The only solution that Australian governments have really come up with is for the complete assimilation of Aboriginal people, even as the cost of this failure increases but it may not even be the goal, when it is always easy to accuse Aboriginal people of failure for political expediency, and of being victims if they do not hit the road to assimilation. So there is a general assumption that Aboriginal people are victims and only tell victim stories. This results in further loss in our ability to create some of the best stories of this country, as we lean in to do what is expected of us. In the injurious nature of the realities for Aboriginal people, the full cost will be borne in the stories we can tell to shape our world. Our heritage will always be weighed by how prepared we are to compromise or lose sight of our cultural storytelling vision. The further we bend our stories to suit mainstream Australia, resulting in further loss of our cultural norms, the more we hasten our total acculturation into mainstream Australian society. Why? Because we will lose what is special about our inheritance if we cannot understand it or fight for it. One might ask, why can’t we have it both ways? This is the tricky question about Aboriginal storytelling.

Stories from Aboriginal people about rights will be ineffective if these stories fall on deaf ears—even our own. Our stories may never be heard or taken seriously by those who pay lip service to Aboriginal rights. These stories mean nothing to them and will be unappreciated and not run in the mainstream media, or will be rendered unfathomable. Who would know how to read stories encompassing all time, when most are incapable of understanding the stories of the earth and the long cultural heritage of this country?

With no dedicated platform for developing stories about Aboriginal rights, including cultural and economic sovereignty and security, as time goes by there will be even fewer options for Aboriginal people to tell their stories without compromising or further eroding fundamental principles of culture and belief. Aboriginal storytellers may feel the need to make more deliberate choices in the way we tell stories, as many did from the force of criticism during the early Intervention years. We might ask, how will my story be heard? What is the new benchmark of articulation here? We risk our cultural existence, authenticity and voice if we accept a pattern of compromise by trying to construct a story or belief that matches the mainstream national story for Aboriginal people.

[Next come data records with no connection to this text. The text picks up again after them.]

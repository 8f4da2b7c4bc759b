use std::fmt;
use std::sync::Arc;
use std::sync::atomic::{AtomicU32, Ordering};

use parking_lot::Mutex;
use smallvec::SmallVec;

use super::bit_state::{ListenerEntry, ListenerList, remove_listener};
use crate::error::ChartResult;

/// Receiver of dirty bits emitted by a [`SyncBitState`].
///
/// Listeners run on whichever thread called `set_dirty`; anything touching
/// render-thread state must hand the work over instead of doing it inline.
pub trait SyncStateListener: Send + Sync {
    fn accept(&self, source: &SyncBitState, bits: u32);
}

struct FnSyncStateListener<F>(F);

impl<F: Fn(&SyncBitState, u32) + Send + Sync> SyncStateListener for FnSyncStateListener<F> {
    fn accept(&self, source: &SyncBitState, bits: u32) {
        (self.0)(source, bits);
    }
}

pub fn sync_state_listener(
    listener: impl Fn(&SyncBitState, u32) + Send + Sync + 'static,
) -> Arc<dyn SyncStateListener> {
    Arc::new(FnSyncStateListener(listener))
}

type SyncListenerList = ListenerList<Arc<dyn SyncStateListener>>;

/// Dirty-flag register that may be mutated from any thread.
///
/// The bitmask is a single atomic, so a write on one thread is observed by the
/// next read on any other thread.
pub struct SyncBitState {
    owner: String,
    filter: u32,
    state: AtomicU32,
    change_listeners: Mutex<SyncListenerList>,
    invalidate_listeners: Mutex<SyncListenerList>,
}

impl SyncBitState {
    #[must_use]
    pub fn init_clean(owner: impl Into<String>, filter: u32) -> Self {
        Self::with_initial(owner.into(), filter, 0)
    }

    #[must_use]
    pub fn init_dirty(owner: impl Into<String>, filter: u32) -> Self {
        Self::with_initial(owner.into(), filter, filter)
    }

    fn with_initial(owner: String, filter: u32, initial: u32) -> Self {
        Self {
            owner,
            filter,
            state: AtomicU32::new(initial & filter),
            change_listeners: Mutex::new(SmallVec::new()),
            invalidate_listeners: Mutex::new(SmallVec::new()),
        }
    }

    #[must_use]
    pub fn owner(&self) -> &str {
        &self.owner
    }

    #[must_use]
    pub fn filter(&self) -> u32 {
        self.filter
    }

    pub fn set_dirty(&self, bits: u32) {
        let masked = bits & self.filter;
        let previous = self.state.fetch_or(masked, Ordering::AcqRel);
        let delta = (previous ^ masked) & masked;
        if delta != 0 {
            self.notify(&self.change_listeners, delta);
        }
        self.notify(&self.invalidate_listeners, masked);
    }

    #[must_use]
    pub fn bits(&self) -> u32 {
        self.state.load(Ordering::Acquire)
    }

    #[must_use]
    pub fn is_dirty(&self) -> bool {
        self.bits() != 0
    }

    #[must_use]
    pub fn is_dirty_bits(&self, mask: u32) -> bool {
        self.bits() & mask != 0
    }

    #[must_use]
    pub fn is_clean(&self) -> bool {
        self.bits() == 0
    }

    #[must_use]
    pub fn is_clean_bits(&self, mask: u32) -> bool {
        self.bits() & mask == 0
    }

    pub fn clear(&self) {
        self.state.store(0, Ordering::Release);
    }

    pub fn clear_bits(&self, mask: u32) -> u32 {
        self.state.fetch_and(!mask, Ordering::AcqRel) & !mask
    }

    pub fn add_change_listener(&self, listener: Arc<dyn SyncStateListener>) -> &Self {
        self.change_listeners
            .lock()
            .push(ListenerEntry::new(None, listener));
        self
    }

    pub fn add_change_listener_filtered(
        &self,
        filter: u32,
        listener: Arc<dyn SyncStateListener>,
    ) -> &Self {
        self.change_listeners
            .lock()
            .push(ListenerEntry::new(Some(filter), listener));
        self
    }

    pub fn add_invalidate_listener(&self, listener: Arc<dyn SyncStateListener>) -> &Self {
        self.invalidate_listeners
            .lock()
            .push(ListenerEntry::new(None, listener));
        self
    }

    pub fn remove_change_listener(
        &self,
        listener: &Arc<dyn SyncStateListener>,
    ) -> ChartResult<bool> {
        remove_listener(&mut self.change_listeners.lock(), &self.owner, |entry| {
            same_listener(entry, listener)
        })
    }

    pub fn remove_invalidate_listener(
        &self,
        listener: &Arc<dyn SyncStateListener>,
    ) -> ChartResult<bool> {
        remove_listener(&mut self.invalidate_listeners.lock(), &self.owner, |entry| {
            same_listener(entry, listener)
        })
    }

    #[must_use]
    pub fn invalidate_listener_count(&self) -> usize {
        self.invalidate_listeners.lock().len()
    }

    #[must_use]
    pub fn change_listener_count(&self) -> usize {
        self.change_listeners.lock().len()
    }

    fn notify(&self, list: &Mutex<SyncListenerList>, bits: u32) {
        // Never call out while holding the lock, listeners may re-enter.
        let snapshot = list.lock().clone();
        for entry in &snapshot {
            if let Some(filtered) = entry.filtered(bits) {
                entry.listener.accept(self, filtered);
            }
        }
    }
}

impl SyncStateListener for SyncBitState {
    fn accept(&self, _source: &SyncBitState, bits: u32) {
        self.set_dirty(bits);
    }
}

impl fmt::Debug for SyncBitState {
    fn fmt(&self, f: &mut fmt::Formatter<'_>) -> fmt::Result {
        f.debug_struct("SyncBitState")
            .field("owner", &self.owner)
            .field("filter", &format_args!("{:#x}", self.filter))
            .field("state", &format_args!("{:#x}", self.bits()))
            .finish()
    }
}

fn same_listener(left: &Arc<dyn SyncStateListener>, right: &Arc<dyn SyncStateListener>) -> bool {
    std::ptr::addr_eq(Arc::as_ptr(left), Arc::as_ptr(right))
}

A number of us might just allow other people to continue looking after our communities as the storytellers in the current pattern of Closing the Gap, because we have lost confidence in our ability to articulate our own stories. Some of us may have taken the decision to live in a more specialised form of interior separatism, where we only recognise and remain familiar with the value of continuing cultural laws, ideas and beliefs, where our lives seem to make sense, have security and surety, while the surface appears both patronised and controlled. We will continue, despite government policies, practising a rich Aboriginal culture in virtual isolation, and in relative peace, even though the struggle to maintain culture without resources, or being dependent on outside resources, will always be there, and one of the biggest issues of our survival. But vision is not beyond us, in spite of the national narrative that belittles us.

The repetitive Closing the Gap narrative and platform has become even more firmly established in the mind of Australians, and works to deepen Aboriginal self-consciousness and self-censorship. Australians have been trained to think in this new way, and now expect Aboriginal people to reset their behaviour to approximate the official story. How we choose our own reference points, and how we develop these practices, will be one of the most important stories of our times.